[Stored data]
::::::::::
//! Viewbench: a benchmark harness for view-event storage backends.
//!
//! Viewbench compares interchangeable storage systems on the workload of a
//! film-streaming service: every row records how far a user got in a film,
//! and the service needs two reads, "where did this user stop?" and "which
//! films are watched most?". Each backend is measured three ways:
//!
//! - **idle**: bulk insert, then repeated point and aggregate reads;
//! - **under load**: the same reads while a background stream writes at a
//!   fixed rate;
//! - **in parallel**: many independently connected readers issue the same read
//!   at once, and their latencies are averaged.
//!
//! # Architecture
//!
//! - [`Backend`] / [`Session`](backend::Session): the contract a storage
//!   system implements. Handles are cloned, never shared, between workers.
//! - [`ViewGenerator`]: seeded source of synthetic [`ViewEvent`] rows.
//! - [`pipeline`]: the drift-corrected, rate-limited producer and the queue
//!   consumer behind the stress test.
//! - [`fanout`]: runs one measurement on N cloned handles concurrently.
//! - [`Suite`]: walks every registered backend through
//!   `PREPARING -> STATIC -> STRESS -> PARALLEL` and yields a [`ResultRecord`]
//!   per backend.
//! - [`Reporter`]: sends records somewhere (text or JSON on stdout built in).
//!
//! # Example
//!
//! ```rust,no_run
//! # #[cfg(feature = "builtins")]
//! # mod example {
//! use futures::StreamExt;
//! use viewbench::{BenchmarkConfig, MemoryBackend, Reporter, Suite, TextReporter};
//!
//! #[tokio::main]
//! pub async fn main() -> Result<(), Box<dyn std::error::Error>> {
//!     let config = BenchmarkConfig::builder()
//!         .rows_count(10_000)
//!         .writes_per_second(200.0)
//!         .readers_count(8)
//!         .build();
//!     let reporter = TextReporter::new(config.static_rows);
//!
//!     let mut suite = Suite::new(config)?;
//!     suite.register(MemoryBackend::builder().name("memory").build());
//!
//!     let mut results = std::pin::pin!(suite.run());
//!     while let Some(result) = results.next().await {
//!         reporter.report(&result?).await?;
//!     }
//!     Ok(())
//! }
//! # }
//! # fn main() {}
//! ```
//!
//! # Feature flags
//! - `builtins`: the in-memory [`MemoryBackend`]. (Enabled by default)
//! - `internals`: access to internal (and unstable) pipeline helpers

/// Storage backend contract and built-in backends
pub mod backend;
pub mod error;
/// Parallel reads across cloned handles
pub mod fanout;
/// Rate-limited background writes
pub mod pipeline;
pub mod record;
/// Reports and Reporters
pub mod report;
/// The orchestrator that glues everything together
pub mod suite;
pub mod timing;
/// Synthetic rows
pub mod workload;

pub use backend::Backend;
#[cfg(feature = "builtins")]
pub use backend::MemoryBackend;
pub use error::{BackendError, BenchError, Phase, SuiteError};
pub use record::ResultRecord;
pub use report::{JsonReporter, Reporter, TextReporter};
pub use suite::{BenchmarkConfig, Suite};
pub use workload::{ViewEvent, ViewGenerator};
::::::::::
▸ **What to produce**
The expected response is every record, reproduced word for word.

▸ **The answer**
//! Viewbench: a benchmark harness for view-event storage backends.
//!
//! Viewbench compares interchangeable storage systems on the workload of a
//! film-streaming service: every row records how far a user got in a film,
//! and the service needs two reads, "where did this user stop?" and "which
//! films are watched most?". Each backend is measured three ways:
//!
//! - **idle**: bulk insert, then repeated point and aggregate reads;
//! - **under load**: the same reads while a background stream writes at a
//!   fixed rate;
//! - **in parallel**: many independently connected readers issue the same read
//!   at once, and their latencies are averaged.
//!
//! # Architecture
//!
//! - [`Backend`] / [`Session`](backend::Session): the contract a storage
//!   system implements. Handles are cloned, never shared, between workers.
//! - [`ViewGenerator`]: seeded source of synthetic [`ViewEvent`] rows.
//! - [`pipeline`]: the drift-corrected, rate-limited producer and the queue
//!   consumer behind the stress test.
//! - [`fanout`]: runs one measurement on N cloned handles concurrently.
//! - [`Suite`]: walks every registered backend through
//!   `PREPARING -> STATIC -> STRESS -> PARALLEL` and yields a [`ResultRecord`]
//!   per backend.
//! - [`Reporter`]: sends records somewhere (text or JSON on stdout built in).
//!
//! # Example
//!
//! ```rust,no_run
//! # #[cfg(feature = "builtins")]
//! # mod example {
//! use futures::StreamExt;
//! use viewbench::{BenchmarkConfig, MemoryBackend, Reporter, Suite, TextReporter};
//!
//! #[tokio::main]
//! pub async fn main() -> Result<(), Box<dyn std::error::Error>> {
//!     let config = BenchmarkConfig::builder()
//!         .rows_count(10_000)
//!         .writes_per_second(200.0)
//!         .readers_count(8)
//!         .build();
//!     let reporter = TextReporter::new(config.static_rows);
//!
//!     let mut suite = Suite::new(config)?;
//!     suite.register(MemoryBackend::builder().name("memory").build());
//!
//!     let mut results = std::pin::pin!(suite.run());
//!     while let Some(result) = results.next().await {
//!         reporter.report(&result?).await?;
//!     }
//!     Ok(())
//! }
//! # }
//! # fn main() {}
//! ```
//!
//! # Feature flags
//! - `builtins`: the in-memory [`MemoryBackend`]. (Enabled by default)
//! - `internals`: access to internal (and unstable) pipeline helpers

/// Storage backend contract and built-in backends
pub mod backend;
pub mod error;
/// Parallel reads across cloned handles
pub mod fanout;
/// Rate-limited background writes
pub mod pipeline;
pub mod record;
/// Reports and Reporters
pub mod report;
/// The orchestrator that glues everything together
pub mod suite;
pub mod timing;
/// Synthetic rows
pub mod workload;

pub use backend::Backend;
#[cfg(feature = "builtins")]
pub use backend::MemoryBackend;
pub use error::{BackendError, BenchError, Phase, SuiteError};
pub use record::ResultRecord;
pub use report::{JsonReporter, Reporter, TextReporter};
pub use suite::{BenchmarkConfig, Suite};
pub use workload::{ViewEvent, ViewGenerator};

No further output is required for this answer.